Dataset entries
>>>
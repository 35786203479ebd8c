//! # Top-level diagnosis
//!
//! Turns a failed request into what the user sees: a headline, the full
//! rendered chain, and a suggested recovery. Everything here is derived by
//! inspecting the chain; nothing is threaded through the stages by hand.

use crate::pipeline::PipelineError;
use crate::Stage;
use errchain_error::{
    ConfigError, ErrorChainExt, ErrorKind, Sentinel, NO_ROWS_AVAILABLE, PATH_DOES_NOT_EXIST,
    RESOURCE_NOT_FOUND,
};
use serde::Serialize;
use std::error::Error as StdError;
use std::fmt;

/// What the caller could do about a failure
#[derive(Debug, Clone, Copy, PartialEq, Eq, Serialize)]
#[serde(rename_all = "snake_case")]
pub enum Recovery {
    /// Try a fallback resource
    Fallback,
    /// Continue with default data
    UseDefault,
    /// Nothing to recover; report and move on
    None,
}

impl fmt::Display for Recovery {
    fn fmt(&self, f: &mut fmt::Formatter<'_>) -> fmt::Result {
        let s = match self {
            Recovery::Fallback => "attempt fallback",
            Recovery::UseDefault => "use default data",
            Recovery::None => "none",
        };
        write!(f, "{}", s)
    }
}

/// Operation and file recovered from a [`ConfigError`] in the chain
#[derive(Debug, Clone, PartialEq, Eq, Serialize)]
pub struct ConfigContext {
    pub operation: String,
    pub resource: String,
}

/// One node of a rendered chain
#[derive(Debug, Clone, PartialEq, Eq, Serialize)]
pub struct ChainNode {
    pub kind: &'static str,
    pub message: String,
}

/// Every node of a chain, outermost first
#[derive(Debug, Clone, PartialEq, Eq, Serialize)]
pub struct ChainReport {
    pub nodes: Vec<ChainNode>,
}

impl ChainReport {
    pub fn of(err: &(dyn StdError + 'static)) -> Self {
        let nodes = err
            .chain()
            .map(|node| ChainNode {
                kind: classify(node).as_str(),
                message: node.to_string(),
            })
            .collect();
        Self { nodes }
    }

    pub fn depth(&self) -> usize {
        self.nodes.len()
    }
}

/// Stage wraps are this crate's own contextual layer, not foreign errors.
fn classify(node: &(dyn StdError + 'static)) -> ErrorKind {
    if node.is::<PipelineError>() {
        ErrorKind::Context
    } else {
        ErrorKind::of(node)
    }
}

/// The top-level handler's reading of a failed request
#[derive(Debug, Clone, PartialEq, Eq, Serialize)]
pub struct Diagnosis {
    pub stage: Stage,
    pub headline: String,
    pub rendered: String,
    pub root_sentinel: Option<&'static str>,
    pub config: Option<ConfigContext>,
    pub recovery: Recovery,
    pub chain: ChainReport,
}

impl Diagnosis {
    pub fn of(err: &PipelineError) -> Self {
        let sentinel = err.sentinel();
        let config = err.find_cause::<ConfigError>().map(|config| ConfigContext {
            operation: config.operation().to_string(),
            resource: config.resource_identifier().to_string(),
        });

        Self {
            stage: err.stage(),
            headline: headline(err.stage(), sentinel, config.as_ref()),
            rendered: err.to_string(),
            root_sentinel: sentinel.map(Sentinel::name),
            config,
            recovery: recovery_for(sentinel),
            chain: ChainReport::of(err),
        }
    }
}

fn recovery_for(sentinel: Option<&'static Sentinel>) -> Recovery {
    match sentinel {
        Some(s) if *s == PATH_DOES_NOT_EXIST => Recovery::Fallback,
        Some(s) if *s == NO_ROWS_AVAILABLE => Recovery::UseDefault,
        _ => Recovery::None,
    }
}

fn headline(stage: Stage, sentinel: Option<&'static Sentinel>, config: Option<&ConfigContext>) -> String {
    match (stage, config) {
        (Stage::Config, Some(config)) => match sentinel {
            Some(s) if *s == PATH_DOES_NOT_EXIST => format!(
                "Operation '{}' on file '{}' failed: file does not exist",
                config.operation, config.resource
            ),
            _ => format!(
                "Operation '{}' on file '{}' failed",
                config.operation, config.resource
            ),
        },
        (Stage::Config, None) => "An unexpected error occurred while loading config".to_string(),
        (Stage::Fetch, _) => match sentinel {
            Some(s) if *s == NO_ROWS_AVAILABLE => {
                "The requested data was not found in the database".to_string()
            }
            Some(s) if *s == RESOURCE_NOT_FOUND => "A specific resource was not found".to_string(),
            _ => "An unknown error occurred while fetching data".to_string(),
        },
    }
}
<<<
> _The problem_:
Wherever a line holds the word "PipelineError", copy that line out of the entries above.

> _Solution_:
use crate::pipeline::PipelineError;
    if node.is::<PipelineError>() {
    pub fn of(err: &PipelineError) -> Self {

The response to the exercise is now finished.